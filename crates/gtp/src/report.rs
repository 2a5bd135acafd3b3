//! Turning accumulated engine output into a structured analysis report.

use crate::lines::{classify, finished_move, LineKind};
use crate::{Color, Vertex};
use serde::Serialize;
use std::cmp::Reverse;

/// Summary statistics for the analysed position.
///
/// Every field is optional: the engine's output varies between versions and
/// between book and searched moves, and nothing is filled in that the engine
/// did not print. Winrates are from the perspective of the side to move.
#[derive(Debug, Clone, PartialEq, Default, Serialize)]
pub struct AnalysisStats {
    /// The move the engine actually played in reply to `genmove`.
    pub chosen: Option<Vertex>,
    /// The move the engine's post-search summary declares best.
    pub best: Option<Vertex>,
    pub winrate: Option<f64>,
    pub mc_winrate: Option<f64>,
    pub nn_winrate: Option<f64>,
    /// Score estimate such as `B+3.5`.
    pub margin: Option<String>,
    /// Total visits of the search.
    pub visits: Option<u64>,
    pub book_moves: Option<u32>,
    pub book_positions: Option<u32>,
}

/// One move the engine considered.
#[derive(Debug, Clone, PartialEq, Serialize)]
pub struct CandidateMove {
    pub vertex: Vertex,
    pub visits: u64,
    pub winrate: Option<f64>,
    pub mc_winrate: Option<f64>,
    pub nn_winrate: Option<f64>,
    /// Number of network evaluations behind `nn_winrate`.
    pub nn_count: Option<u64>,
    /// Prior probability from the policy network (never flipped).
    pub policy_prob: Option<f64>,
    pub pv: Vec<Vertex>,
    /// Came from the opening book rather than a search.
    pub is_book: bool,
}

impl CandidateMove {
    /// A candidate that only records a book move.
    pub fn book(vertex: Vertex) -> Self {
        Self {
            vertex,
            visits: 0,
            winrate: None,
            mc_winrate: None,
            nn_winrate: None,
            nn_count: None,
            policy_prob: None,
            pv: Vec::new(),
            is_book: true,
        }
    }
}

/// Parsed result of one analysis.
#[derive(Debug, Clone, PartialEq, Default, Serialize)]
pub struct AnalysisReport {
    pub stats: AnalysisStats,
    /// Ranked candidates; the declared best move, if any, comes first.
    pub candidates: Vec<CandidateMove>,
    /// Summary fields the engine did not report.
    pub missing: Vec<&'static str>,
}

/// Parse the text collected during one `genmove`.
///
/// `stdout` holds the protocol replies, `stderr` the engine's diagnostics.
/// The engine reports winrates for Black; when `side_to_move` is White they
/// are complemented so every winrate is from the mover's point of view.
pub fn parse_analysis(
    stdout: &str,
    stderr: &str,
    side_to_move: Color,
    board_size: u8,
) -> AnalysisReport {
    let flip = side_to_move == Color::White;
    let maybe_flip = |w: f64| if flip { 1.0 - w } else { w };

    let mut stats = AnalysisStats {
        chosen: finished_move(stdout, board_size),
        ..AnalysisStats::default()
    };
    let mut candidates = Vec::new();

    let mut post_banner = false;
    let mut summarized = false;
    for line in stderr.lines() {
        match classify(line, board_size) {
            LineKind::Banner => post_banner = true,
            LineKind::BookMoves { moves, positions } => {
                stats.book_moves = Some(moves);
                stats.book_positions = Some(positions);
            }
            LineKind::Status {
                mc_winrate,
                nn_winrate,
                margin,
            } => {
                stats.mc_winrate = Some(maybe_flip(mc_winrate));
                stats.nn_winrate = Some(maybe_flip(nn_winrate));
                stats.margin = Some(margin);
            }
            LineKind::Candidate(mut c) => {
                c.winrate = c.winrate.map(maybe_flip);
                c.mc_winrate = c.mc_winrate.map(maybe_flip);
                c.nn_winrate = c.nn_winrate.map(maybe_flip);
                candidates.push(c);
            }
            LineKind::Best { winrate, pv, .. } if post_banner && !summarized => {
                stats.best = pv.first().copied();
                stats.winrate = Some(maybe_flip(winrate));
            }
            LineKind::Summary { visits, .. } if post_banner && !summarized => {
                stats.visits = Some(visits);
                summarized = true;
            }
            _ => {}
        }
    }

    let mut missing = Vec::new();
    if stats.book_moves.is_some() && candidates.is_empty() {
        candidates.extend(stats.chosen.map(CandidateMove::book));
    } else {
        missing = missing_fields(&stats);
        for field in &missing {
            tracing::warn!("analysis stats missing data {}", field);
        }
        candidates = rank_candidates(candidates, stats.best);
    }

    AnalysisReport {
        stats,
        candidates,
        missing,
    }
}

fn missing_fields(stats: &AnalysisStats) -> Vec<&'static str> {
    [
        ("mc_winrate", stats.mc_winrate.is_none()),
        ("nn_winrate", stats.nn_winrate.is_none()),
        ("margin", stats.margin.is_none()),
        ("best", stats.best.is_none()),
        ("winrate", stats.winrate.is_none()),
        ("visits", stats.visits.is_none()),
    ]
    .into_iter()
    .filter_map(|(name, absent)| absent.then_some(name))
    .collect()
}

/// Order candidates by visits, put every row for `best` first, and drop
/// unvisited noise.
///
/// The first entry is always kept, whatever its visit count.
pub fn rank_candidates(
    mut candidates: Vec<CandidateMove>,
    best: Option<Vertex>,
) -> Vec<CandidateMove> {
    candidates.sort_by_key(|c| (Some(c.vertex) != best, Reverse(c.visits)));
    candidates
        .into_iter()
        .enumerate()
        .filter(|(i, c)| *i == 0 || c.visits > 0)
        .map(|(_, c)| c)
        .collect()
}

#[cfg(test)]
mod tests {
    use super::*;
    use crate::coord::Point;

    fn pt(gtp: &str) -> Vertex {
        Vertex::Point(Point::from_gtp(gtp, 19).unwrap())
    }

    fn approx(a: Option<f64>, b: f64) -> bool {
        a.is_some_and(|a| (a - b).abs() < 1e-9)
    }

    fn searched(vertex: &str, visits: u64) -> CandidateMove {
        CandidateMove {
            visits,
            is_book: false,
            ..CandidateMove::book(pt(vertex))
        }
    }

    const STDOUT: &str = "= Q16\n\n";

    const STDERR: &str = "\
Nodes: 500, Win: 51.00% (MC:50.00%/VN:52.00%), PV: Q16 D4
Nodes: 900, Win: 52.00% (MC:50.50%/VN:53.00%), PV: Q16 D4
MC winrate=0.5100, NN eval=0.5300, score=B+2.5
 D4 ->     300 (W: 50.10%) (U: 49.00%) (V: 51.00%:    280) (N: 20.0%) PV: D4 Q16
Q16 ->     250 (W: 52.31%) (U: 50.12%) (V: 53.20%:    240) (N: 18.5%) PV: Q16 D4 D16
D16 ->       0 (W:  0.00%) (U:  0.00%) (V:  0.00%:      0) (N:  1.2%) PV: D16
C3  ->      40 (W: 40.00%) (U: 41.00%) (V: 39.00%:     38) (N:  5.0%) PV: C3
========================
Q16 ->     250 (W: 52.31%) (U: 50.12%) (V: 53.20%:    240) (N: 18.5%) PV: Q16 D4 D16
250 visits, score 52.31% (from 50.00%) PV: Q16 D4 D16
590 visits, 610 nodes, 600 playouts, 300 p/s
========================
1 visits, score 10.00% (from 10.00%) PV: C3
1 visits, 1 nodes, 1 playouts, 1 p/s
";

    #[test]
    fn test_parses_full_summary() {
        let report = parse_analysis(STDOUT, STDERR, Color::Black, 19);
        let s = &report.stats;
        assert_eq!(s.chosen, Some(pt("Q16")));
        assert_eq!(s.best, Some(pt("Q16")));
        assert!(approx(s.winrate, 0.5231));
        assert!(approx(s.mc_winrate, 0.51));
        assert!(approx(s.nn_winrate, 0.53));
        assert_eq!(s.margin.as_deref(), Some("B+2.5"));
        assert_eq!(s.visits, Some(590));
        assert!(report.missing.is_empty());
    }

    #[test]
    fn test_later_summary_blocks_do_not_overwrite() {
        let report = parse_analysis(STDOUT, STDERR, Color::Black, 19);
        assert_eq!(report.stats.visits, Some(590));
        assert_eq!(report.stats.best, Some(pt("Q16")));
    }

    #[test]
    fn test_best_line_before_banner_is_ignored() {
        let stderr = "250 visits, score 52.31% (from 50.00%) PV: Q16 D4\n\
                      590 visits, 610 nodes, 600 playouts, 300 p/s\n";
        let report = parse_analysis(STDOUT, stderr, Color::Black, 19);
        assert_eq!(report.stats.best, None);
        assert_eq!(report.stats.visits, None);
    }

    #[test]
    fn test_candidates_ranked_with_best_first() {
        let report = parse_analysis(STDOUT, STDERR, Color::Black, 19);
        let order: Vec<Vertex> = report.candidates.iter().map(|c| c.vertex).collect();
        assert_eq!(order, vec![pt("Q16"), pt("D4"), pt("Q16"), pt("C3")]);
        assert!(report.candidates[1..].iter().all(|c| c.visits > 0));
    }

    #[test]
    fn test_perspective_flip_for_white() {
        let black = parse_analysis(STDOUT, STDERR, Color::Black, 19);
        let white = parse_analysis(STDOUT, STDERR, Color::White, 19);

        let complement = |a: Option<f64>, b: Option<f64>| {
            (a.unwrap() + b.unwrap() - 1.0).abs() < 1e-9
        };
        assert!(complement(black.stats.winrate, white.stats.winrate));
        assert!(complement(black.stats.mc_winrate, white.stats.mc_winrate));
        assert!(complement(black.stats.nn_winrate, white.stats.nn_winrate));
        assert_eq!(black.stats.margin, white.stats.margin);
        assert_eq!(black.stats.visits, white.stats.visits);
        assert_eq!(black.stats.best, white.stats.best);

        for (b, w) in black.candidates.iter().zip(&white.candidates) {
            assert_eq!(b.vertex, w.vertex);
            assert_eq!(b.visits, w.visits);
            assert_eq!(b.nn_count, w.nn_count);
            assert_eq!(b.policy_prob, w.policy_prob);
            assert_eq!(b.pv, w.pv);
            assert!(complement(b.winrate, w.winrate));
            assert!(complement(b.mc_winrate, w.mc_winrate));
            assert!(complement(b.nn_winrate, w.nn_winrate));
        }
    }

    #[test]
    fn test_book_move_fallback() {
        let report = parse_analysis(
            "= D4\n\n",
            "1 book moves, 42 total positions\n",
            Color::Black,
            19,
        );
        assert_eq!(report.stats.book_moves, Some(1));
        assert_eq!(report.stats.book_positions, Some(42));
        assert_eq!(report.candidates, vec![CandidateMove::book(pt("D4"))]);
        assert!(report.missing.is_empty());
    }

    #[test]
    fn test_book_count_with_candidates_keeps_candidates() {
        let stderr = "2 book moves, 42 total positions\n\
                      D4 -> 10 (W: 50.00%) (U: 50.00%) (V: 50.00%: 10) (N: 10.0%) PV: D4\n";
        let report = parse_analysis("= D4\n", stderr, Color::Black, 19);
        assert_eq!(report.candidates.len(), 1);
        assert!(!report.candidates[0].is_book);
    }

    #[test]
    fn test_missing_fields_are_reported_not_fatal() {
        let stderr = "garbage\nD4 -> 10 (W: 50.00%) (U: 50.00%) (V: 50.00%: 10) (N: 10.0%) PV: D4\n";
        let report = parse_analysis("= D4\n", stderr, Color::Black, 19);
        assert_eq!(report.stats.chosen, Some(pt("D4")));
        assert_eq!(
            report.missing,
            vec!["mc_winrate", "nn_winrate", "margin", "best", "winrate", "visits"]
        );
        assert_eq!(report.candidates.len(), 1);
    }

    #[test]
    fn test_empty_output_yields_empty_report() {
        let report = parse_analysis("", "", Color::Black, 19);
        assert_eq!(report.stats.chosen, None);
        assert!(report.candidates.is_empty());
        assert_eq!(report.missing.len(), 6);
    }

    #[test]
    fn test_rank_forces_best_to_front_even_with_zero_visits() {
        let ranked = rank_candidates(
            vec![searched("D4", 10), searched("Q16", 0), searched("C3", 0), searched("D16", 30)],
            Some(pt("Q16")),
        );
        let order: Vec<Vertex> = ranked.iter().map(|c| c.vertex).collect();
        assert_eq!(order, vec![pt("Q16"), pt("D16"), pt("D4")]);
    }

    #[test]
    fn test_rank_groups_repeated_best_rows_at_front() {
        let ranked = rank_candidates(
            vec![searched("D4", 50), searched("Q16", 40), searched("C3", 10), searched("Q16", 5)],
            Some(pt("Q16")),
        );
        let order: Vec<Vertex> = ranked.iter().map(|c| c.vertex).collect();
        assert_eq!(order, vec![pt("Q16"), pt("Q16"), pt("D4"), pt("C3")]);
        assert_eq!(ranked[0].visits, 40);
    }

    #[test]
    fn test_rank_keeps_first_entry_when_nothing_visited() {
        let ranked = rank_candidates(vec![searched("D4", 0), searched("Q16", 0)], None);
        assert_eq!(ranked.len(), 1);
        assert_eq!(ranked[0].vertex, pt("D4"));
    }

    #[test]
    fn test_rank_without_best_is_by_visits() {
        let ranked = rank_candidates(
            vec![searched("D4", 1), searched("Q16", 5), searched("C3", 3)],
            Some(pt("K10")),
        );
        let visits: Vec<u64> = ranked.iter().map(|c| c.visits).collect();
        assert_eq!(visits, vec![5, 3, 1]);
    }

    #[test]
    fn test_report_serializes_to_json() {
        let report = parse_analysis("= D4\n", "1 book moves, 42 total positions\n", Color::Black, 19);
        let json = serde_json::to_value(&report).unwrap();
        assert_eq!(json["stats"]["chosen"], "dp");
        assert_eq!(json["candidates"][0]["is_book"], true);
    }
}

****

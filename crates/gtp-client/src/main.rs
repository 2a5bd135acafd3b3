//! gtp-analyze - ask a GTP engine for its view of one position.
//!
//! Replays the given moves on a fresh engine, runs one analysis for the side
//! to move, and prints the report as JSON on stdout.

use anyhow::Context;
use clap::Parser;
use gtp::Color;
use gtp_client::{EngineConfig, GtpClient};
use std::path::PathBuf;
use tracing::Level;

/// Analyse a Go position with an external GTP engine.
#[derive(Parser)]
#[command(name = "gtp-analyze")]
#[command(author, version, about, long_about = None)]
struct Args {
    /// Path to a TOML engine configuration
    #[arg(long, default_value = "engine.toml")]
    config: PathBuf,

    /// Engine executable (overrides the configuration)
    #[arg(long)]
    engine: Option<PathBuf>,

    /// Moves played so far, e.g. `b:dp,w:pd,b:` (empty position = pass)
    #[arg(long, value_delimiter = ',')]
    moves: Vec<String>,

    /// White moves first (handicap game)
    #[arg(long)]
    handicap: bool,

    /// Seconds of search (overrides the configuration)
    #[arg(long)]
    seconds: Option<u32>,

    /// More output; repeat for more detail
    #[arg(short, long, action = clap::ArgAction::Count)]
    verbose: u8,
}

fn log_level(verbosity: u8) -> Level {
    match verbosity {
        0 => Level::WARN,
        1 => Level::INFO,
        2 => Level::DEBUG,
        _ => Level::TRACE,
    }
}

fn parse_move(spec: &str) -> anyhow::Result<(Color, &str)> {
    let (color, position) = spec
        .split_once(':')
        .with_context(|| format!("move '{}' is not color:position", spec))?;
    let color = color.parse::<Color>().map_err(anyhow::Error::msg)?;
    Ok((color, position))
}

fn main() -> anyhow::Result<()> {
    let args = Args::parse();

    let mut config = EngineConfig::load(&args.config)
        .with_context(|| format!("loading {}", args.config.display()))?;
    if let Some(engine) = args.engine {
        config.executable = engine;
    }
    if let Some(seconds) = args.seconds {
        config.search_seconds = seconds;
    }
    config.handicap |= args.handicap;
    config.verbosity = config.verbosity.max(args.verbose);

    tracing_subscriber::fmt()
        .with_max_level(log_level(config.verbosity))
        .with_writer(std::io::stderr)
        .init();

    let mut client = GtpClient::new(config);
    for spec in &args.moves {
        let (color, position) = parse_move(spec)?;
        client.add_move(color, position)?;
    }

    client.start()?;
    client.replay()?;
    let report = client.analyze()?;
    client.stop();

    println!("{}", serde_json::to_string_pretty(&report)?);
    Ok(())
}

****

■ **EXERCISE DESCRIPTION**:
Please return all lines from the records that hold the word "configuration".

■ **WRITTEN REPLY**:
    /// Path to a TOML engine configuration
    /// Engine executable (overrides the configuration)
    /// Seconds of search (overrides the configuration)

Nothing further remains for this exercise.